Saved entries

--- START ---

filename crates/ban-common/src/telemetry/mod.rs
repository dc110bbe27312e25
//! Telemetry and tracing setup

mod tracing_setup;

pub use tracing_setup::{
    init_tracing, init_tracing_with_config, try_init_tracing, try_init_tracing_with_config,
    TracingConfig, TracingError,
};
//! Ban entity - one recorded ban event

use chrono::{DateTime, Utc};
use serde::Serialize;
use std::fmt;

use crate::value_objects::SteamId;

/// Surrogate primary key of a persisted ban
#[derive(Debug, Clone, Copy, PartialEq, Eq, PartialOrd, Ord, Hash, Serialize)]
#[serde(transparent)]
pub struct BanId(i64);

impl BanId {
    #[inline]
    pub const fn new(id: i64) -> Self {
        Self(id)
    }

    #[inline]
    pub const fn into_inner(self) -> i64 {
        self.0
    }
}

impl fmt::Display for BanId {
    fn fmt(&self, f: &mut fmt::Formatter<'_>) -> fmt::Result {
        write!(f, "{}", self.0)
    }
}

/// A ban that has been built in memory but not yet persisted
///
/// Fields not carried here (`name`, `stop_date`, `ip_address`, `server_id`,
/// `start_date`) take their column defaults on insert.
#[derive(Debug, Clone, PartialEq, Eq)]
pub struct NewBan {
    pub target_id: SteamId,
    pub admin_id: Option<SteamId>,
    /// Seconds, 0 = permanent
    pub duration: u32,
    pub reason: Option<String>,
}

impl NewBan {
    /// Create a permanent, system-issued ban with no reason
    pub fn new(target_id: SteamId) -> Self {
        Self {
            target_id,
            admin_id: None,
            duration: 0,
            reason: None,
        }
    }

    #[inline]
    pub fn is_permanent(&self) -> bool {
        self.duration == 0
    }
}

/// Persisted ban record
#[derive(Debug, Clone, PartialEq, Eq, Serialize)]
pub struct BanRecord {
    pub id: BanId,
    pub target_id: SteamId,
    /// `None` for system-issued bans
    pub admin_id: Option<SteamId>,
    pub name: Option<String>,
    pub start_date: DateTime<Utc>,
    pub stop_date: Option<DateTime<Utc>>,
    pub duration: u32,
    pub reason: Option<String>,
    pub ip_address: Option<String>,
    pub server_id: i32,
}

impl BanRecord {
    /// Column default for `server_id`
    pub const UNKNOWN_SERVER_ID: i32 = -1;

    #[inline]
    pub fn is_permanent(&self) -> bool {
        self.duration == 0
    }

    /// Check if no admin issued this ban
    #[inline]
    pub fn is_system_issued(&self) -> bool {
        self.admin_id.is_none()
    }

    #[inline]
    pub fn has_known_server(&self) -> bool {
        self.server_id != Self::UNKNOWN_SERVER_ID
    }
}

--- END ---

▸ AIM OF THE TASK
Write each record above out again exactly as it reads.

▸ FINISHED EXERCISE
filename crates/ban-common/src/telemetry/mod.rs
repository dc110bbe27312e25
//! Telemetry and tracing setup

mod tracing_setup;

pub use tracing_setup::{
    init_tracing, init_tracing_with_config, try_init_tracing, try_init_tracing_with_config,
    TracingConfig, TracingError,
};
//! Ban entity - one recorded ban event

use chrono::{DateTime, Utc};
use serde::Serialize;
use std::fmt;

use crate::value_objects::SteamId;

/// Surrogate primary key of a persisted ban
#[derive(Debug, Clone, Copy, PartialEq, Eq, PartialOrd, Ord, Hash, Serialize)]
#[serde(transparent)]
pub struct BanId(i64);

impl BanId {
    #[inline]
    pub const fn new(id: i64) -> Self {
        Self(id)
    }

    #[inline]
    pub const fn into_inner(self) -> i64 {
        self.0
    }
}

impl fmt::Display for BanId {
    fn fmt(&self, f: &mut fmt::Formatter<'_>) -> fmt::Result {
        write!(f, "{}", self.0)
    }
}

/// A ban that has been built in memory but not yet persisted
///
/// Fields not carried here (`name`, `stop_date`, `ip_address`, `server_id`,
/// `start_date`) take their column defaults on insert.
#[derive(Debug, Clone, PartialEq, Eq)]
pub struct NewBan {
    pub target_id: SteamId,
    pub admin_id: Option<SteamId>,
    /// Seconds, 0 = permanent
    pub duration: u32,
    pub reason: Option<String>,
}

impl NewBan {
    /// Create a permanent, system-issued ban with no reason
    pub fn new(target_id: SteamId) -> Self {
        Self {
            target_id,
            admin_id: None,
            duration: 0,
            reason: None,
        }
    }

    #[inline]
    pub fn is_permanent(&self) -> bool {
        self.duration == 0
    }
}

/// Persisted ban record
#[derive(Debug, Clone, PartialEq, Eq, Serialize)]
pub struct BanRecord {
    pub id: BanId,
    pub target_id: SteamId,
    /// `None` for system-issued bans
    pub admin_id: Option<SteamId>,
    pub name: Option<String>,
    pub start_date: DateTime<Utc>,
    pub stop_date: Option<DateTime<Utc>>,
    pub duration: u32,
    pub reason: Option<String>,
    pub ip_address: Option<String>,
    pub server_id: i32,
}

impl BanRecord {
    /// Column default for `server_id`
    pub const UNKNOWN_SERVER_ID: i32 = -1;

    #[inline]
    pub fn is_permanent(&self) -> bool {
        self.duration == 0
    }

    /// Check if no admin issued this ban
    #[inline]
    pub fn is_system_issued(&self) -> bool {
        self.admin_id.is_none()
    }

    #[inline]
    pub fn has_known_server(&self) -> bool {
        self.server_id != Self::UNKNOWN_SERVER_ID
    }
}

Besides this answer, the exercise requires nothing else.